There is no proof that HIV causes AIDS. In fact, all the epidemiological and microbiological evidence taken together conclusively demonstrates that HIV cannot cause AIDS or any other illness. The concept that AIDS is caused by a virus is not a fact, but a belief that was introduced at a 1984 press conference by Dr. Robert Gallo, a researcher employed by the National Institutes of Health (NIH). (14)
HIV is a retrovirus, a type of virus studied meticulously during two decades of federal health programs that centered around the search for a cancer virus. The idea of contagious cancer was a popular notion in the 1960s and 70s. Since retroviruses have no cell-killing mechanisms, and cancer is a condition marked by rapid cell growth, this type of virus was considered a viable candidate for the cause of cancer. However, healthy people live in harmony with an uncountable number of harmless retroviruses; some are infectious while others are endogenous, produced by our own DNA. (15) Few, if any, retroviruses have been shown to cause disease in humans.
In the 1980s when the CDC began to direct its attention to AIDS, Gallo and other cancer researchers switched their focus from cancer to the newly identified dilemma called AIDS, and the same government scientists who led the quest for a cancer virus began to search for a virus that could cause AIDS.
On April 23, 1984, Gallo called an international press conference in conjunction with the US Department of Health and Human Services (HHS). He used this forum to announce his discovery of a new retrovirus described as "the probable cause of AIDS." Although Gallo presented no evidence to support his tentative assumption, the HHS immediately characterized it as "another miracle of American medicine...the triumph of science over a dreaded disease." (16)
Later that same day, Gallo filed a patent for the antibody test now known as the "AIDS test." By the following day, The New York Times had turned Gallo's proposal into a certainty with front page news of "the virus that causes AIDS," and all funding for research into other possible causes of AIDS came to an abrupt halt. (17)
By announcing his hypothesis to the media without providing substantiating data, Gallo violated a fundamental rule of the scientific process. Researchers must first publish evidence for a hypothesis in a medical or scientific journal, and document the research or experiments that were used to construct it. Experts then examine and debate the hypothesis, and attempt to duplicate the original experiments to confirm or refute the original findings. Any new hypothesis must stand up to the scrutiny of peer review and must be verified by successful experiments before it can be considered a reasonable theory.
In the case of HIV, Gallo announced an unconfirmed hypothesis to the media who reported his idea as if it were an established fact, inciting government officials to launch new public health policies based on the unsubstantiated notion of an AIDS virus. Some attribute these violations of the scientific process to the atmosphere of terror and desperation that surrounded the notion of an infectious epidemic.
The data Gallo used to construct his HIV/AIDS hypothesis were published several days after his announcement. Rather than supporting his hypothesis, this paper revealed that Gallo was unable to find HIV (actual virus) in more than half of the AIDS patients in his study. (18) While he was able to detect antibodies in most, antibodies alone are not an indication of current infection and are actually an indication of immunity from infection.
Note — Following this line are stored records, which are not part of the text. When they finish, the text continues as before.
//! Tests for the TIFF reader

use std::io::Cursor;

use crate::io::byte_order::ByteOrder;
use crate::tiff::constants::tags;
use crate::tiff::errors::TiffError;
use crate::tiff::reader::TiffReader;
use crate::tiff::tests::test_utils::{build_tiff, create_test_tiff_buffer, gray_frame, patch_offset, FrameSpec};
use crate::utils::logger::Logger;

fn with_software(mut frame: FrameSpec, software: &'static str) -> FrameSpec {
    frame.software = Some(software);
    frame
}

#[test]
fn reads_dimension_only_ifd() {
    let logger = Logger::disabled();
    let mut reader = TiffReader::new(&logger);
    let mut cursor = create_test_tiff_buffer();

    let tiff = reader.read(&mut cursor).unwrap();

    assert!(!tiff.is_big_tiff);
    assert_eq!(tiff.byte_order, ByteOrder::LittleEndian);
    assert_eq!(tiff.frame_count(), 1);
    assert_eq!(tiff.ifds[0].get_dimensions(), Some((800, 600)));
}

#[test]
fn reads_every_frame_of_the_chain() {
    let logger = Logger::disabled();
    let bytes = build_tiff(ByteOrder::LittleEndian, false,
                           &[gray_frame(4, 2, 0), gray_frame(3, 3, 10), gray_frame(1, 5, 20)]);

    let tiff = TiffReader::new(&logger).read(&mut Cursor::new(bytes)).unwrap();

    assert_eq!(tiff.frame_count(), 3);
    assert_eq!(tiff.ifds[1].get_dimensions(), Some((3, 3)));
    assert_eq!(tiff.ifds[2].number, 2);
}

#[test]
fn inline_shorts_decode_in_big_endian_files() {
    let logger = Logger::disabled();
    let bytes = build_tiff(ByteOrder::BigEndian, false, &[gray_frame(7, 9, 0)]);

    let tiff = TiffReader::new(&logger).read(&mut Cursor::new(bytes)).unwrap();
    let ifd = &tiff.ifds[0];

    assert_eq!(tiff.byte_order, ByteOrder::BigEndian);
    assert_eq!(ifd.get_dimensions(), Some((7, 9)));
    assert_eq!(ifd.get_tag_value(tags::BITS_PER_SAMPLE), Some(8));
    assert_eq!(ifd.get_compression(), 1);
}

#[test]
fn reads_bigtiff() {
    let logger = Logger::disabled();
    let bytes = build_tiff(ByteOrder::LittleEndian, true, &[gray_frame(5, 5, 0), gray_frame(2, 2, 0)]);

    let mut reader = TiffReader::new(&logger);
    let tiff = reader.read(&mut Cursor::new(bytes)).unwrap();

    assert!(tiff.is_big_tiff);
    assert!(reader.is_big_tiff());
    assert_eq!(tiff.frame_count(), 2);
    assert_eq!(tiff.ifds[1].get_dimensions(), Some((2, 2)));
}

#[test]
fn reads_out_of_line_values() {
    let logger = Logger::disabled();
    let bytes = build_tiff(ByteOrder::BigEndian, false,
                           &[with_software(gray_frame(2, 2, 0), "tiffmerge test")]);
    let mut cursor = Cursor::new(bytes);

    let mut reader = TiffReader::new(&logger);
    let tiff = reader.read(&mut cursor).unwrap();
    let entry = tiff.ifds[0].get_entry(tags::SOFTWARE).unwrap();

    let bytes = reader.read_value_bytes(&mut cursor, entry).unwrap();
    assert_eq!(bytes, b"tiffmerge test\0".to_vec());

    let offsets = reader.read_tag_values(&mut cursor, &tiff.ifds[0], tags::STRIP_OFFSETS).unwrap();
    assert_eq!(offsets, vec![8]);
}

#[test]
fn missing_tag_is_reported() {
    let logger = Logger::disabled();
    let mut cursor = create_test_tiff_buffer();
    let mut reader = TiffReader::new(&logger);
    let tiff = reader.read(&mut cursor).unwrap();

    let result = reader.read_tag_values(&mut cursor, &tiff.ifds[0], tags::STRIP_OFFSETS);
    assert!(matches!(result, Err(TiffError::TagNotFound(tags::STRIP_OFFSETS))));
}

#[test]
fn chain_looping_back_stops_after_one_pass() {
    let logger = Logger::disabled();
    let mut bytes = build_tiff(ByteOrder::LittleEndian, false, &[gray_frame(2, 2, 0), gray_frame(2, 2, 1)]);

    // Point the second IFD's next pointer back at the first IFD
    let first_ifd = u32::from_le_bytes([bytes[4], bytes[5], bytes[6], bytes[7]]) as u64;
    let len = bytes.len();
    patch_offset(&mut bytes, len - 4, first_ifd, ByteOrder::LittleEndian, false);

    let tiff = TiffReader::new(&logger).read(&mut Cursor::new(bytes)).unwrap();
    assert_eq!(tiff.frame_count(), 2);
}

#[test]
fn dangling_next_pointer_keeps_frames_read_so_far() {
    let logger = Logger::disabled();
    let mut bytes = build_tiff(ByteOrder::LittleEndian, false, &[gray_frame(2, 2, 0)]);
    let len = bytes.len();
    patch_offset(&mut bytes, len - 4, 1_000_000, ByteOrder::LittleEndian, false);

    let tiff = TiffReader::new(&logger).read(&mut Cursor::new(bytes)).unwrap();
    assert_eq!(tiff.frame_count(), 1);
}

#[test]
fn rejects_files_that_are_not_tiff() {
    let logger = Logger::disabled();

    let png_magic = vec![0x89, b'P', b'N', b'G', 0x0D, 0x0A, 0x1A, 0x0A];
    assert!(TiffReader::new(&logger).read(&mut Cursor::new(png_magic)).is_err());

    let truncated = vec![0x49, 0x49, 42];
    assert!(TiffReader::new(&logger).read(&mut Cursor::new(truncated)).is_err());

    let bad_version = vec![0x49, 0x49, 41, 0, 8, 0, 0, 0];
    assert!(TiffReader::new(&logger).read(&mut Cursor::new(bad_version)).is_err());
}

#[test]
fn rejects_first_ifd_past_end_of_file() {
    let logger = Logger::disabled();
    let bytes = vec![0x49, 0x49, 42, 0, 0xFF, 0, 0, 0];
    assert!(TiffReader::new(&logger).read(&mut Cursor::new(bytes)).is_err());
}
His paper also failed to provide a credible explanation as to how a retrovirus could cause AIDS. Gallo suggested that HIV worked by destroying immune cells, but 70 years of medical research had shown that retroviruses are unable to kill cells, and he offered no proof that HIV differed from other harmless retroviruses. In fact, all evidence to date conclusively demonstrates that HIV -- like all retroviruses -- is not cytotoxic.